Start of Data for processing
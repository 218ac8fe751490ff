use super::node::NodeInner;
use super::{Mark, ModelError, Node};
use std::fmt;
use std::sync::Weak;
use tracing::trace;

/// Number of resolved positions remembered per schema.
pub(crate) const RESOLVE_CACHE_SIZE: usize = 12;

#[derive(Debug, Clone)]
struct PathEntry {
    node: Node,
    index: usize,
    /// Position at which the child at `index` starts.
    offset: usize,
}

/// A position in a document, with the chain of ancestors around it.
#[derive(Debug, Clone)]
pub struct ResolvedPos {
    pos: usize,
    path: Vec<PathEntry>,
    parent_offset: usize,
}

impl ResolvedPos {
    pub(crate) fn resolve(doc: &Node, pos: usize) -> Result<ResolvedPos, ModelError> {
        if pos > doc.content().size() {
            return Err(ModelError::range(format!("Position {pos} out of range")));
        }
        let mut path = Vec::new();
        let mut start = 0;
        let mut parent_offset = pos;
        let mut node = doc.clone();
        loop {
            let found = node.content().find_index(parent_offset, -1)?;
            let rem = parent_offset - found.offset;
            path.push(PathEntry {
                node: node.clone(),
                index: found.index,
                offset: start + found.offset,
            });
            if rem == 0 {
                break;
            }
            let child = node.child(found.index).clone();
            if child.is_text() {
                break;
            }
            parent_offset = rem - 1;
            start += found.offset + 1;
            node = child;
        }
        Ok(ResolvedPos {
            pos,
            path,
            parent_offset,
        })
    }

    pub(crate) fn resolve_cached(doc: &Node, pos: usize) -> Result<ResolvedPos, ModelError> {
        let cache = &doc.node_type().schema().inner.resolve_cache;
        if let Some(hit) = cache.lock().lookup(doc, pos) {
            trace!(pos, "resolve cache hit");
            return Ok(hit);
        }
        let resolved = Self::resolve(doc, pos)?;
        cache.lock().insert(&resolved);
        Ok(resolved)
    }

    pub fn pos(&self) -> usize {
        self.pos
    }

    /// Number of levels the parent is below the root.
    pub fn depth(&self) -> usize {
        self.path.len() - 1
    }

    /// Offset into the parent node.
    pub fn parent_offset(&self) -> usize {
        self.parent_offset
    }

    pub fn parent(&self) -> &Node {
        self.node(self.depth())
    }

    pub fn doc(&self) -> &Node {
        self.node(0)
    }

    /// The ancestor at `depth`.
    pub fn node(&self, depth: usize) -> &Node {
        &self.path[depth].node
    }

    /// Index into the ancestor at `depth`.
    pub fn index(&self, depth: usize) -> usize {
        self.path[depth].index
    }

    /// Index pointing after this position in the ancestor at `depth`.
    pub fn index_after(&self, depth: usize) -> usize {
        let bump = usize::from(!(depth == self.depth() && self.text_offset() == 0));
        self.index(depth) + bump
    }

    /// Position at the start of the ancestor at `depth`'s content.
    pub fn start(&self, depth: usize) -> usize {
        if depth == 0 {
            0
        } else {
            self.path[depth - 1].offset + 1
        }
    }

    pub fn end(&self, depth: usize) -> usize {
        self.start(depth) + self.node(depth).content().size()
    }

    /// Position directly before the ancestor at `depth`. `depth` may be one
    /// past [`depth`](Self::depth), in which case this is `pos`.
    ///
    /// # Panics
    ///
    /// Panics when `depth` is 0: there is no position before the root.
    pub fn before(&self, depth: usize) -> usize {
        assert!(depth > 0, "There is no position before the top-level node");
        if depth == self.depth() + 1 {
            self.pos
        } else {
            self.path[depth - 1].offset
        }
    }

    /// Position directly after the ancestor at `depth`.
    ///
    /// # Panics
    ///
    /// Panics when `depth` is 0: there is no position after the root.
    pub fn after(&self, depth: usize) -> usize {
        assert!(depth > 0, "There is no position after the top-level node");
        if depth == self.depth() + 1 {
            self.pos
        } else {
            self.path[depth - 1].offset + self.path[depth].node.node_size()
        }
    }

    /// Offset into a text node when the position points into one.
    pub fn text_offset(&self) -> usize {
        self.pos - self.path[self.depth()].offset
    }

    pub fn node_after(&self) -> Option<Node> {
        let parent = self.parent();
        let index = self.index(self.depth());
        let child = parent.maybe_child(index)?;
        let d_off = self.text_offset();
        if d_off > 0 {
            Some(child.cut(d_off, child.node_size()))
        } else {
            Some(child.clone())
        }
    }

    pub fn node_before(&self) -> Option<Node> {
        let index = self.index(self.depth());
        let d_off = self.text_offset();
        if d_off > 0 {
            return Some(self.parent().child(index).cut(0, d_off));
        }
        if index == 0 {
            None
        } else {
            Some(self.parent().child(index - 1).clone())
        }
    }

    /// Position of child `index` in the ancestor at `depth`.
    pub fn pos_at_index(&self, index: usize, depth: usize) -> usize {
        let node = self.node(depth);
        let start = self.start(depth);
        start
            + node.content().children()[..index]
                .iter()
                .map(Node::node_size)
                .sum::<usize>()
    }

    /// Marks that text inserted here would get. Non-inclusive marks only
    /// continue when the node after has them too.
    pub fn marks(&self) -> Vec<Mark> {
        let parent = self.parent();
        let index = self.index(self.depth());
        if parent.content().size() == 0 {
            return Vec::new();
        }
        if self.text_offset() > 0 {
            return parent.child(index).marks().to_vec();
        }
        let (main, other) = match index.checked_sub(1).and_then(|i| parent.maybe_child(i)) {
            Some(before) => (before, parent.maybe_child(index)),
            None => match parent.maybe_child(index) {
                Some(after) => (after, None),
                None => return Vec::new(),
            },
        };
        let mut marks = main.marks().to_vec();
        marks.retain(|m| {
            m.mark_type().spec().inclusive != Some(false)
                || other.is_some_and(|o| m.is_in_set(o.marks()))
        });
        marks
    }

    /// Marks to keep after deleting from here to `end`, or `None` when not
    /// directly before inline content.
    pub fn marks_across(&self, end: &ResolvedPos) -> Option<Vec<Mark>> {
        let after = self.parent().maybe_child(self.index(self.depth()))?;
        if !after.is_inline() {
            return None;
        }
        let next = end.parent().maybe_child(end.index(end.depth()));
        let mut marks = after.marks().to_vec();
        marks.retain(|m| {
            m.mark_type().spec().inclusive != Some(false)
                || next.is_some_and(|n| m.is_in_set(n.marks()))
        });
        Some(marks)
    }

    /// Depth of the deepest ancestor that also contains `pos`.
    pub fn shared_depth(&self, pos: usize) -> usize {
        (1..=self.depth())
            .rev()
            .find(|&depth| self.start(depth) <= pos && self.end(depth) >= pos)
            .unwrap_or(0)
    }

    pub fn block_range(&self, other: &ResolvedPos) -> Option<NodeRange> {
        self.block_range_with(other, |_| true)
    }

    /// The range of block content around this position and `other`, at
    /// the deepest depth whose node passes `pred`.
    pub fn block_range_with<P>(&self, other: &ResolvedPos, pred: P) -> Option<NodeRange>
    where
        P: Fn(&Node) -> bool,
    {
        if other.pos < self.pos {
            return other.block_range_with(self, pred);
        }
        let skip = usize::from(self.parent().inline_content() || self.pos == other.pos);
        let top = self.depth().checked_sub(skip)?;
        (0..=top)
            .rev()
            .find(|&d| other.pos <= self.end(d) && pred(self.node(d)))
            .map(|depth| NodeRange::new(self.clone(), other.clone(), depth))
    }

    pub fn same_parent(&self, other: &ResolvedPos) -> bool {
        self.pos - self.parent_offset == other.pos - other.parent_offset
    }

    pub fn max<'a>(&'a self, other: &'a ResolvedPos) -> &'a ResolvedPos {
        if other.pos > self.pos { other } else { self }
    }

    pub fn min<'a>(&'a self, other: &'a ResolvedPos) -> &'a ResolvedPos {
        if other.pos < self.pos { other } else { self }
    }
}

impl fmt::Display for ResolvedPos {
    fn fmt(&self, f: &mut fmt::Formatter<'_>) -> fmt::Result {
        for depth in 1..=self.depth() {
            if depth > 1 {
                f.write_str("/")?;
            }
            write!(f, "{}_{}", self.node(depth).node_type().name(), self.index(depth - 1))?;
        }
        write!(f, ":{}", self.parent_offset)
    }
}

/// A flat range of sibling block content at a given depth.
#[derive(Debug, Clone)]
pub struct NodeRange {
    pub from: ResolvedPos,
    pub to: ResolvedPos,
    pub depth: usize,
}

impl NodeRange {
    pub fn new(from: ResolvedPos, to: ResolvedPos, depth: usize) -> Self {
        Self { from, to, depth }
    }

    pub fn start(&self) -> usize {
        self.from.before(self.depth + 1)
    }

    pub fn end(&self) -> usize {
        self.to.after(self.depth + 1)
    }

    pub fn parent(&self) -> &Node {
        self.from.node(self.depth)
    }

    pub fn start_index(&self) -> usize {
        self.from.index(self.depth)
    }

    pub fn end_index(&self) -> usize {
        self.to.index_after(self.depth)
    }
}

struct CacheEntry {
    doc: Weak<NodeInner>,
    pos: usize,
    steps: Vec<(usize, usize)>,
    parent_offset: usize,
}

/// Round-robin cache of resolved positions. Entries hold the document
/// weakly, so they never keep a document alive.
pub(crate) struct ResolveCache {
    entries: Vec<CacheEntry>,
    next: usize,
}

impl ResolveCache {
    pub(crate) fn new() -> Self {
        Self {
            entries: Vec::with_capacity(RESOLVE_CACHE_SIZE),
            next: 0,
        }
    }

    fn lookup(&self, doc: &Node, pos: usize) -> Option<ResolvedPos> {
        let entry = self
            .entries
            .iter()
            .find(|e| e.pos == pos && doc.is_same_as(&e.doc))?;
        let mut path = Vec::with_capacity(entry.steps.len());
        let mut node = doc.clone();
        for (i, &(index, offset)) in entry.steps.iter().enumerate() {
            let next = if i + 1 < entry.steps.len() {
                Some(node.child(index).clone())
            } else {
                None
            };
            path.push(PathEntry {
                node,
                index,
                offset,
            });
            match next {
                Some(child) => node = child,
                None => break,
            }
        }
        Some(ResolvedPos {
            pos,
            path,
            parent_offset: entry.parent_offset,
        })
    }

    fn insert(&mut self, resolved: &ResolvedPos) {
        let entry = CacheEntry {
            doc: resolved.doc().downgrade(),
            pos: resolved.pos,
            steps: resolved.path.iter().map(|p| (p.index, p.offset)).collect(),
            parent_offset: resolved.parent_offset,
        };
        if self.entries.len() < RESOLVE_CACHE_SIZE {
            self.entries.push(entry);
        } else {
            self.entries[self.next] = entry;
        }
        self.next = (self.next + 1) % RESOLVE_CACHE_SIZE;
    }
}

#[cfg(test)]
mod tests {
    use super::*;
    use crate::basic;
    use serde_json::json;

    fn doc() -> Node {
        basic::schema()
            .node_from_json(&json!({
                "type": "doc",
                "content": [
                    {"type": "paragraph", "content": [{"type": "text", "text": "ab"}]},
                    {"type": "blockquote", "content": [
                        {"type": "paragraph", "content": [
                            {"type": "text", "text": "cd"},
                            {"type": "text", "text": "ef", "marks": [{"type": "em"}]}
                        ]}
                    ]}
                ]
            }))
            .unwrap()
    }

    #[test]
    fn test_resolve_paths() {
        let doc = doc();
        let expected: [(usize, usize, &str); 5] = [
            (0, 0, ":0"),
            (1, 1, "paragraph_0:0"),
            (3, 1, "paragraph_0:2"),
            (6, 2, "blockquote_1/paragraph_0:0"),
            (9, 2, "blockquote_1/paragraph_0:3"),
        ];
        for (pos, depth, shown) in expected {
            let rp = doc.resolve(pos).unwrap();
            assert_eq!(rp.depth(), depth, "depth at {pos}");
            assert_eq!(rp.to_string(), shown);
        }
        assert!(doc.resolve(doc.content().size() + 1).is_err());
    }

    #[test]
    fn test_positions_around_nodes() {
        let doc = doc();
        let rp = doc.resolve(7).unwrap();
        assert_eq!(rp.start(2), 6);
        assert_eq!(rp.end(2), 10);
        assert_eq!(rp.before(2), 5);
        assert_eq!(rp.after(2), 11);
        assert_eq!(rp.before(1), 4);
        assert_eq!(rp.after(1), 12);
        assert_eq!(rp.text_offset(), 1);
        assert_eq!(rp.node_before().unwrap().text(), Some("c"));
        assert_eq!(rp.node_after().unwrap().text(), Some("d"));
        assert_eq!(rp.pos_at_index(1, 2), 8);
        assert_eq!(rp.shared_depth(11), 1);
        assert_eq!(rp.shared_depth(2), 0);
    }

    #[test]
    fn test_marks_at_boundary() {
        let doc = doc();
        assert!(doc.resolve(8).unwrap().marks().is_empty());
        assert_eq!(doc.resolve(9).unwrap().marks().len(), 1);
        assert_eq!(doc.resolve(10).unwrap().marks().len(), 1);
    }

    #[test]
    fn test_cache_matches_uncached() {
        let doc = doc();
        for pos in 0..=doc.content().size() {
            let a = doc.resolve(pos).unwrap();
            let b = doc.resolve(pos).unwrap();
            let c = doc.resolve_no_cache(pos).unwrap();
            assert_eq!(a.to_string(), c.to_string());
            assert_eq!(b.to_string(), c.to_string());
            assert_eq!(b.depth(), c.depth());
            assert_eq!(b.parent(), c.parent());
        }
    }

    #[test]
    fn test_block_range() {
        let doc = doc();
        let from = doc.resolve(7).unwrap();
        let to = doc.resolve(9).unwrap();
        let range = from.block_range(&to).unwrap();
        assert_eq!(range.depth, 1);
        assert_eq!((range.start(), range.end()), (5, 11));
        let far = doc.resolve(2).unwrap();
        let range = far.block_range(&from).unwrap();
        assert_eq!(range.depth, 0);
        assert_eq!((range.start_index(), range.end_index()), (0, 2));
    }
}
End of Data for processing
#### Exercise objective:
Find the lines of the listing above that hold "Option". Please copy them.

#### Task result:
    pub fn node_after(&self) -> Option<Node> {
    pub fn node_before(&self) -> Option<Node> {
    pub fn marks_across(&self, end: &ResolvedPos) -> Option<Vec<Mark>> {
    pub fn block_range(&self, other: &ResolvedPos) -> Option<NodeRange> {
    pub fn block_range_with<P>(&self, other: &ResolvedPos, pred: P) -> Option<NodeRange>
    fn lookup(&self, doc: &Node, pos: usize) -> Option<ResolvedPos> {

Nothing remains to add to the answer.